Sunday, March 30, 2003

I'm not colorblind, you know. I've just got no concept of color- I'm not cut out to be an artist or an interior decorator. I mean, I know the color wheel. I know all about complimentary and adjacent color schemes and shiz like that. I just can't put it into practice...

Coloring stuff is a bitch, especially when you're not relying on outlines to tell you where things are supposed to go. But right now I'm doing flashbacks to art one back in freshman year, the unit on surrealism...because I've always like Magritte beter than Dali, if only because I've a minimalists appreciation for simplicity.

Too many words, too many colors- life is chaos enough, life is art enough- should not our own personal art be the eye of the storm?

Frenetic simplicity...this picture always disturbed me slightly, which is probably why I never actually turned it in; extra credit done on a scrap of watercolor paper with watered down tempera paints. I always liked cubism better, though Picasso was a bastard and Braque should have gotten more credit. Cubist painting was fun; a wine bottle, a pomegranite, three mirrors, a coil of wires. Soft, smooth, shining curves turned into crystaline facets gleaming...and if you mix enough water into the tempera paint, you can almost pretend they're water colors, only less finicky, and if you hoarded dry paper towels and pressed them against the paint as it dried, they would leave a texture, raised and bubbly on the paper...and it was green and brown and red and dry yellow, and it was supposed to go to teen arts, but because it rained it did not...the judges saw it and commended the style and colors.

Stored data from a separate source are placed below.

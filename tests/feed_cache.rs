mod common;

use std::sync::Arc;

use async_trait::async_trait;
use sqlx::SqlitePool;
use tokio::sync::Notify;
use uuid::Uuid;
use yatube::application::feed::{FeedError, FeedScope, FeedService};
use yatube::application::pagination::{Page, PageRequest};
use yatube::application::repos::{PostListScope, PostsRepo, PostsWriteRepo, RepoError};
use yatube::cache::{CacheConfig, FeedKey};
use yatube::domain::entities::PostRecord;

use common::{PAGE_SIZE, TestApp};

fn texts(page: &Page<PostRecord>) -> Vec<String> {
    page.items.iter().map(|post| post.text.clone()).collect()
}

#[sqlx::test(migrations = "./migrations")]
async fn stale_page_survives_raw_delete_until_cleared(pool: SqlitePool) {
    let app = TestApp::new(pool);
    let author = app.user("SteveJ").await;
    let post = app.post(&author, "cache-cache-cache", None).await;

    let first = app.feed.get_page(FeedScope::All, 1).await.expect("feed");
    assert!(texts(&first).contains(&"cache-cache-cache".to_string()));

    // Bypasses the post workflow, so nothing invalidates the cached page.
    assert!(app.repos.delete_post(post.id).await.expect("raw delete"));

    let stale = app.feed.get_page(FeedScope::All, 1).await.expect("feed");
    assert!(texts(&stale).contains(&"cache-cache-cache".to_string()));

    app.cache.clear_all();

    let fresh = app.feed.get_page(FeedScope::All, 1).await.expect("feed");
    assert!(!texts(&fresh).contains(&"cache-cache-cache".to_string()));
}

#[sqlx::test(migrations = "./migrations")]
async fn thirteen_posts_split_across_two_pages(pool: SqlitePool) {
    let app = TestApp::new(pool);
    let author = app.user("SteveJ").await;
    let group = app.group("Test group", "test-slug1").await;
    for n in 0..13 {
        app.post(&author, &format!("post number {n}"), Some(&group.slug))
            .await;
    }

    let scopes = [
        FeedScope::All,
        FeedScope::ByGroup(group.slug.clone()),
        FeedScope::ByAuthor(author.username.clone()),
    ];
    for scope in scopes {
        let first = app.feed.get_page(scope.clone(), 1).await.expect("page 1");
        assert_eq!(first.len(), 10, "{scope:?} page 1");
        assert_eq!(first.total, 13);
        assert!(first.has_next());

        let second = app.feed.get_page(scope.clone(), 2).await.expect("page 2");
        assert_eq!(second.len(), 3, "{scope:?} page 2");
        assert!(!second.has_next());

        let third = app.feed.get_page(scope.clone(), 3).await.expect("page 3");
        assert!(third.is_empty(), "{scope:?} page 3");
    }
}

#[sqlx::test(migrations = "./migrations")]
async fn pages_are_newest_first(pool: SqlitePool) {
    let app = TestApp::new(pool);
    let author = app.user("SteveJ").await;
    app.post(&author, "older", None).await;
    app.post(&author, "newer", None).await;

    let page = app.feed.get_page(FeedScope::All, 1).await.expect("feed");
    assert_eq!(texts(&page), vec!["newer".to_string(), "older".to_string()]);
}

#[sqlx::test(migrations = "./migrations")]
async fn group_feed_contains_only_its_posts(pool: SqlitePool) {
    let app = TestApp::new(pool);
    let author = app.user("SteveJ").await;
    let first = app.group("First", "test-slug1").await;
    let second = app.group("Second", "test-slug2").await;
    app.post(&author, "in first", Some(&first.slug)).await;
    app.post(&author, "in second", Some(&second.slug)).await;
    app.post(&author, "in no group", None).await;

    let page = app
        .feed
        .get_page(FeedScope::ByGroup(second.slug.clone()), 1)
        .await
        .expect("group feed");
    assert_eq!(texts(&page), vec!["in second".to_string()]);
    assert!(
        page.items
            .iter()
            .all(|post| post.group_slug.as_deref() == Some("test-slug2"))
    );
}

#[sqlx::test(migrations = "./migrations")]
async fn unknown_group_and_author_are_not_found(pool: SqlitePool) {
    let app = TestApp::new(pool);

    let group = app
        .feed
        .get_page(FeedScope::ByGroup("missing".to_string()), 1)
        .await;
    assert!(matches!(
        group,
        Err(FeedError::NotFound { entity: "group" })
    ));

    let author = app.feed.profile("ghost", None, 1).await;
    assert!(matches!(author, Err(FeedError::NotFound { .. })));
}

#[sqlx::test(migrations = "./migrations")]
async fn follower_feed_tracks_follows_immediately(pool: SqlitePool) {
    let app = TestApp::new(pool);
    let reader = app.user("reader").await;
    let followed = app.user("followed").await;
    let stranger = app.user("stranger").await;
    app.post(&followed, "from followed", None).await;
    app.post(&stranger, "from stranger", None).await;

    let before = app
        .feed
        .get_page(FeedScope::ByFollower(reader.id), 1)
        .await
        .expect("empty follower feed");
    assert!(before.is_empty());

    app.subscriptions
        .follow(reader.id, followed.id)
        .await
        .expect("follow");

    let after = app
        .feed
        .get_page(FeedScope::ByFollower(reader.id), 1)
        .await
        .expect("follower feed");
    assert_eq!(texts(&after), vec!["from followed".to_string()]);

    app.subscriptions
        .unfollow(reader.id, followed.id)
        .await
        .expect("unfollow");
    let emptied = app
        .feed
        .get_page(FeedScope::ByFollower(reader.id), 1)
        .await
        .expect("follower feed");
    assert!(emptied.is_empty());
}

#[sqlx::test(migrations = "./migrations")]
async fn new_post_reaches_followers_with_cached_feeds(pool: SqlitePool) {
    let app = TestApp::new(pool);
    let reader = app.user("reader").await;
    let author = app.user("author").await;
    app.subscriptions
        .follow(reader.id, author.id)
        .await
        .expect("follow");

    let cached = app
        .feed
        .get_page(FeedScope::ByFollower(reader.id), 1)
        .await
        .expect("follower feed");
    assert!(cached.is_empty());
    assert!(app.cache.get(&FeedKey::follow(reader.id, 1)).is_some());

    app.post(&author, "fresh for followers", None).await;

    let page = app
        .feed
        .get_page(FeedScope::ByFollower(reader.id), 1)
        .await
        .expect("follower feed");
    assert_eq!(texts(&page), vec!["fresh for followers".to_string()]);
}

#[sqlx::test(migrations = "./migrations")]
async fn created_post_is_visible_after_cached_read(pool: SqlitePool) {
    let app = TestApp::new(pool);
    let author = app.user("SteveJ").await;
    app.post(&author, "first", None).await;

    app.feed.get_page(FeedScope::All, 1).await.expect("warm");
    assert!(app.cache.get(&FeedKey::index(1)).is_some());

    app.post(&author, "second", None).await;

    let page = app.feed.get_page(FeedScope::All, 1).await.expect("feed");
    assert_eq!(
        texts(&page),
        vec!["second".to_string(), "first".to_string()]
    );
}

#[sqlx::test(migrations = "./migrations")]
async fn moving_a_post_refreshes_both_group_feeds(pool: SqlitePool) {
    let app = TestApp::new(pool);
    let author = app.user("SteveJ").await;
    let first = app.group("First", "test-slug1").await;
    let second = app.group("Second", "test-slug2").await;
    let post = app.post(&author, "wanderer", Some(&first.slug)).await;

    for slug in [&first.slug, &second.slug] {
        app.feed
            .get_page(FeedScope::ByGroup(slug.clone()), 1)
            .await
            .expect("warm group feed");
    }

    app.posts
        .edit_post(
            &author,
            post.id,
            yatube::application::posts::PostInput {
                text: "wanderer".to_string(),
                group_slug: Some(second.slug.clone()),
                image: None,
            },
        )
        .await
        .expect("edit");

    let old_group = app
        .feed
        .get_page(FeedScope::ByGroup(first.slug.clone()), 1)
        .await
        .expect("old group");
    assert!(old_group.is_empty());

    let new_group = app
        .feed
        .get_page(FeedScope::ByGroup(second.slug.clone()), 1)
        .await
        .expect("new group");
    assert_eq!(texts(&new_group), vec!["wanderer".to_string()]);
}

#[sqlx::test(migrations = "./migrations")]
async fn profile_reports_count_and_following(pool: SqlitePool) {
    let app = TestApp::new(pool);
    let reader = app.user("reader").await;
    let author = app.user("author").await;
    app.post(&author, "one", None).await;
    app.post(&author, "two", None).await;

    let anonymous = app.feed.profile("author", None, 1).await.expect("profile");
    assert_eq!(anonymous.post_count, 2);
    assert!(!anonymous.following);

    app.subscriptions
        .follow(reader.id, author.id)
        .await
        .expect("follow");
    let followed = app
        .feed
        .profile("author", Some(reader.id), 1)
        .await
        .expect("profile");
    assert!(followed.following);
    assert_eq!(followed.page.len(), 2);
}

/// Holds every listing after its storage read until the test releases it.
struct PausedReads {
    inner: Arc<dyn PostsRepo>,
    read_done: Arc<Notify>,
    release: Arc<Notify>,
}

#[async_trait]
impl PostsRepo for PausedReads {
    async fn list_posts(
        &self,
        scope: PostListScope,
        page: PageRequest,
    ) -> Result<Page<PostRecord>, RepoError> {
        let listed = self.inner.list_posts(scope, page).await?;
        self.read_done.notify_one();
        self.release.notified().await;
        Ok(listed)
    }

    async fn find_post_by_id(&self, id: Uuid) -> Result<Option<PostRecord>, RepoError> {
        self.inner.find_post_by_id(id).await
    }

    async fn count_posts_by_author(&self, author_id: Uuid) -> Result<u64, RepoError> {
        self.inner.count_posts_by_author(author_id).await
    }
}

#[sqlx::test(migrations = "./migrations")]
async fn post_created_during_a_fill_is_visible_on_next_read(pool: SqlitePool) {
    let app = TestApp::with_cache(
        pool,
        CacheConfig {
            ttl_seconds: 0,
            ..Default::default()
        },
    );
    let author = app.user("SteveJ").await;

    let read_done = Arc::new(Notify::new());
    let release = Arc::new(Notify::new());
    let paused = FeedService::new(
        Arc::new(PausedReads {
            inner: app.repos.clone(),
            read_done: read_done.clone(),
            release: release.clone(),
        }),
        app.repos.clone(),
        app.repos.clone(),
        app.repos.clone(),
        app.cache.clone(),
        PAGE_SIZE,
    );

    let reader = tokio::spawn(async move { paused.get_page(FeedScope::All, 1).await });
    read_done.notified().await;

    app.post(&author, "written mid-read", None).await;
    release.notify_one();

    let raced = reader.await.expect("reader task").expect("feed");
    assert!(raced.is_empty());
    assert!(app.cache.get(&FeedKey::index(1)).is_none());

    let next = app.feed.get_page(FeedScope::All, 1).await.expect("feed");
    assert_eq!(texts(&next), vec!["written mid-read".to_string()]);
}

The picture that I'm talking about now, though, is something different. We watched movies in that class, all the time. Movies about artists and movements and Calder's circus. And I would take notes in my maroon and orange Virginia Tech notebook and doodle in the margins with gold gel pens. "I am Da-LI!" we would laugh at each other and sketch, then paint, and usually mutter jealously over Cathy's work and shake our heads over Andrea, and laugh at whatever Mr Miley had to say. The assignment was one surrealist painting, and I took chess pieces and seagulls and half open doors and placed them in a multihued sky and hated it. Then I took a face and placed it in space, and...I might still have the original in my closet somewhere. But it's time to recycle old ideas, and black tempera paint really doesn't capture a black sky very well, so...now I can do it with my tablet and make it even more disturbing the second time around.

...So, the CD player has gone from Carmina Burana to Cuban jazz to Eileen Ivers to George Winston...there should be one more CD on the loop...I am curious as to what crack will play next. I have The Persuasions Sing The Grateful Dead version of "Ship of Fools" stuck in my head.

How strange.

It's some sort of smooshy romantic jazz. Ugh. What was he thinking?